** Opening Given records block **
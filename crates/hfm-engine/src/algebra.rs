//! Command Algebra framework.
//!
//! An algebra is the closed set of operations of one subsystem. It is
//! described by a type implementing [`Algebra`]:
//!
//! | Item | Meaning |
//! |------|---------|
//! | `NAME` | Stable algebra name (logs, errors, policy keys) |
//! | `Interpreter` | Capability trait object, one method per operation |
//! | `Command<Next>` | The variants; each holds payload + a [`Continuation`](crate::Continuation) into `Next` |
//! | `map` | Post-composes every variant's continuation |
//! | `describe` | Command identity and rendered payload |
//! | `dispatch` | Runs one command against the bound interpreter |
//!
//! `dispatch` is a single exhaustive `match`: adding a variant without
//! handling it does not compile, and adding an interpreter method
//! forces every interpreter to implement it.
//!
//! # Example
//!
//! ```
//! use hfm_engine::{Algebra, CommandInfo, Continuation, FailureCause, InterpreterFailure, StepContext};
//!
//! pub trait BellInterpreter: Send + Sync {
//!     fn ring(&self, times: u32) -> Result<u32, InterpreterFailure>;
//! }
//!
//! pub enum BellCommand<Next> {
//!     Ring { times: u32, next: Continuation<u32, Next> },
//! }
//!
//! pub struct Bell;
//!
//! impl Algebra for Bell {
//!     const NAME: &'static str = "bell";
//!     type Interpreter = dyn BellInterpreter;
//!     type Command<Next: 'static> = BellCommand<Next>;
//!
//!     fn map<N: 'static, M: 'static>(
//!         command: BellCommand<N>,
//!         f: impl FnOnce(N) -> M + Send + 'static,
//!     ) -> BellCommand<M> {
//!         match command {
//!             BellCommand::Ring { times, next } => BellCommand::Ring { times, next: next.then(f) },
//!         }
//!     }
//!
//!     fn describe<N: 'static>(command: &BellCommand<N>) -> CommandInfo {
//!         match command {
//!             BellCommand::Ring { times, .. } => CommandInfo::of::<Self>("Ring").with_detail(times.to_string()),
//!         }
//!     }
//!
//!     fn dispatch<N: 'static>(command: BellCommand<N>, cx: &StepContext<'_, Self>) -> Result<N, FailureCause> {
//!         match command {
//!             BellCommand::Ring { times, next } => Ok(next.resume(cx.interpreter().ring(times)?)),
//!         }
//!     }
//! }
//! ```

use crate::context::StepContext;
use crate::error::FailureCause;
use hfm_types::AlgebraId;
use serde::Serialize;
use std::fmt;

/// A closed command language for one subsystem.
///
/// See the [module docs](self) for the role of each item.
pub trait Algebra: Sized + 'static {
    /// Stable algebra name, also the key for per-algebra failure policies.
    const NAME: &'static str;

    /// Capability set an interpreter must provide, usually `dyn SomeTrait`.
    type Interpreter: ?Sized + Send + Sync + 'static;

    /// Operation variants with a continuation into `Next`.
    type Command<Next: 'static>: Send;

    /// Returns the algebra identity.
    fn id() -> AlgebraId {
        AlgebraId::new(Self::NAME)
    }

    /// Post-composes `f` onto the continuation of `command`.
    fn map<N: 'static, M: 'static>(
        command: Self::Command<N>,
        f: impl FnOnce(N) -> M + Send + 'static,
    ) -> Self::Command<M>;

    /// Describes `command` without consuming it.
    fn describe<N: 'static>(command: &Self::Command<N>) -> CommandInfo;

    /// Executes `command` and resumes its continuation with the result.
    ///
    /// # Errors
    ///
    /// Returns the interpreter's failure (or a child program's failure)
    /// without invoking the continuation.
    fn dispatch<N: 'static>(
        command: Self::Command<N>,
        cx: &StepContext<'_, Self>,
    ) -> Result<N, FailureCause>;
}

/// Identity and payload summary of one command.
///
/// Equality covers algebra, name and detail, so two runs that dispatch
/// the same commands produce equal `CommandInfo` sequences.
#[derive(Debug, Clone, PartialEq, Eq, Serialize)]
pub struct CommandInfo {
    /// Owning algebra.
    pub algebra: AlgebraId,
    /// Variant name, e.g. `"AddComponent"`.
    pub name: &'static str,
    /// Rendered payload; empty when the command carries none.
    pub detail: String,
}

impl CommandInfo {
    /// Creates a descriptor with no payload detail.
    #[must_use]
    pub fn new(algebra: AlgebraId, name: &'static str) -> Self {
        Self {
            algebra,
            name,
            detail: String::new(),
        }
    }

    /// Creates a descriptor for a command of algebra `A`.
    #[must_use]
    pub fn of<A: Algebra>(name: &'static str) -> Self {
        Self::new(A::id(), name)
    }

    /// Attaches a rendered payload.
    #[must_use]
    pub fn with_detail(mut self, detail: impl Into<String>) -> Self {
        self.detail = detail.into();
        self
    }

    /// Returns `algebra::Name`, without the detail.
    #[must_use]
    pub fn qualified_name(&self) -> String {
        format!("{}::{}", self.algebra.name(), self.name)
    }
}

impl fmt::Display for CommandInfo {
    fn fmt(&self, f: &mut fmt::Formatter<'_>) -> fmt::Result {
        if self.detail.is_empty() {
            write!(f, "{}::{}", self.algebra.name(), self.name)
        } else {
            write!(f, "{}::{}({})", self.algebra.name(), self.name, self.detail)
        }
    }
}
** Closing Given records block **
- **What the task requires**
The listing must be repeated in full, with nothing altered.

- **Answer box**
filename crates/hfm-engine/src/algebra.rs
//! Command Algebra framework.
//!
//! An algebra is the closed set of operations of one subsystem. It is
//! described by a type implementing [`Algebra`]:
//!
//! | Item | Meaning |
//! |------|---------|
//! | `NAME` | Stable algebra name (logs, errors, policy keys) |
//! | `Interpreter` | Capability trait object, one method per operation |
//! | `Command<Next>` | The variants; each holds payload + a [`Continuation`](crate::Continuation) into `Next` |
//! | `map` | Post-composes every variant's continuation |
//! | `describe` | Command identity and rendered payload |
//! | `dispatch` | Runs one command against the bound interpreter |
//!
//! `dispatch` is a single exhaustive `match`: adding a variant without
//! handling it does not compile, and adding an interpreter method
//! forces every interpreter to implement it.
//!
//! # Example
//!
//! ```
//! use hfm_engine::{Algebra, CommandInfo, Continuation, FailureCause, InterpreterFailure, StepContext};
//!
//! pub trait BellInterpreter: Send + Sync {
//!     fn ring(&self, times: u32) -> Result<u32, InterpreterFailure>;
//! }
//!
//! pub enum BellCommand<Next> {
//!     Ring { times: u32, next: Continuation<u32, Next> },
//! }
//!
//! pub struct Bell;
//!
//! impl Algebra for Bell {
//!     const NAME: &'static str = "bell";
//!     type Interpreter = dyn BellInterpreter;
//!     type Command<Next: 'static> = BellCommand<Next>;
//!
//!     fn map<N: 'static, M: 'static>(
//!         command: BellCommand<N>,
//!         f: impl FnOnce(N) -> M + Send + 'static,
//!     ) -> BellCommand<M> {
//!         match command {
//!             BellCommand::Ring { times, next } => BellCommand::Ring { times, next: next.then(f) },
//!         }
//!     }
//!
//!     fn describe<N: 'static>(command: &BellCommand<N>) -> CommandInfo {
//!         match command {
//!             BellCommand::Ring { times, .. } => CommandInfo::of::<Self>("Ring").with_detail(times.to_string()),
//!         }
//!     }
//!
//!     fn dispatch<N: 'static>(command: BellCommand<N>, cx: &StepContext<'_, Self>) -> Result<N, FailureCause> {
//!         match command {
//!             BellCommand::Ring { times, next } => Ok(next.resume(cx.interpreter().ring(times)?)),
//!         }
//!     }
//! }
//! ```

use crate::context::StepContext;
use crate::error::FailureCause;
use hfm_types::AlgebraId;
use serde::Serialize;
use std::fmt;

/// A closed command language for one subsystem.
///
/// See the [module docs](self) for the role of each item.
pub trait Algebra: Sized + 'static {
    /// Stable algebra name, also the key for per-algebra failure policies.
    const NAME: &'static str;

    /// Capability set an interpreter must provide, usually `dyn SomeTrait`.
    type Interpreter: ?Sized + Send + Sync + 'static;

    /// Operation variants with a continuation into `Next`.
    type Command<Next: 'static>: Send;

    /// Returns the algebra identity.
    fn id() -> AlgebraId {
        AlgebraId::new(Self::NAME)
    }

    /// Post-composes `f` onto the continuation of `command`.
    fn map<N: 'static, M: 'static>(
        command: Self::Command<N>,
        f: impl FnOnce(N) -> M + Send + 'static,
    ) -> Self::Command<M>;

    /// Describes `command` without consuming it.
    fn describe<N: 'static>(command: &Self::Command<N>) -> CommandInfo;

    /// Executes `command` and resumes its continuation with the result.
    ///
    /// # Errors
    ///
    /// Returns the interpreter's failure (or a child program's failure)
    /// without invoking the continuation.
    fn dispatch<N: 'static>(
        command: Self::Command<N>,
        cx: &StepContext<'_, Self>,
    ) -> Result<N, FailureCause>;
}

/// Identity and payload summary of one command.
///
/// Equality covers algebra, name and detail, so two runs that dispatch
/// the same commands produce equal `CommandInfo` sequences.
#[derive(Debug, Clone, PartialEq, Eq, Serialize)]
pub struct CommandInfo {
    /// Owning algebra.
    pub algebra: AlgebraId,
    /// Variant name, e.g. `"AddComponent"`.
    pub name: &'static str,
    /// Rendered payload; empty when the command carries none.
    pub detail: String,
}

impl CommandInfo {
    /// Creates a descriptor with no payload detail.
    #[must_use]
    pub fn new(algebra: AlgebraId, name: &'static str) -> Self {
        Self {
            algebra,
            name,
            detail: String::new(),
        }
    }

    /// Creates a descriptor for a command of algebra `A`.
    #[must_use]
    pub fn of<A: Algebra>(name: &'static str) -> Self {
        Self::new(A::id(), name)
    }

    /// Attaches a rendered payload.
    #[must_use]
    pub fn with_detail(mut self, detail: impl Into<String>) -> Self {
        self.detail = detail.into();
        self
    }

    /// Returns `algebra::Name`, without the detail.
    #[must_use]
    pub fn qualified_name(&self) -> String {
        format!("{}::{}", self.algebra.name(), self.name)
    }
}

impl fmt::Display for CommandInfo {
    fn fmt(&self, f: &mut fmt::Formatter<'_>) -> fmt::Result {
        if self.detail.is_empty() {
            write!(f, "{}::{}", self.algebra.name(), self.name)
        } else {
            write!(f, "{}::{}({})", self.algebra.name(), self.name, self.detail)
        }
    }
}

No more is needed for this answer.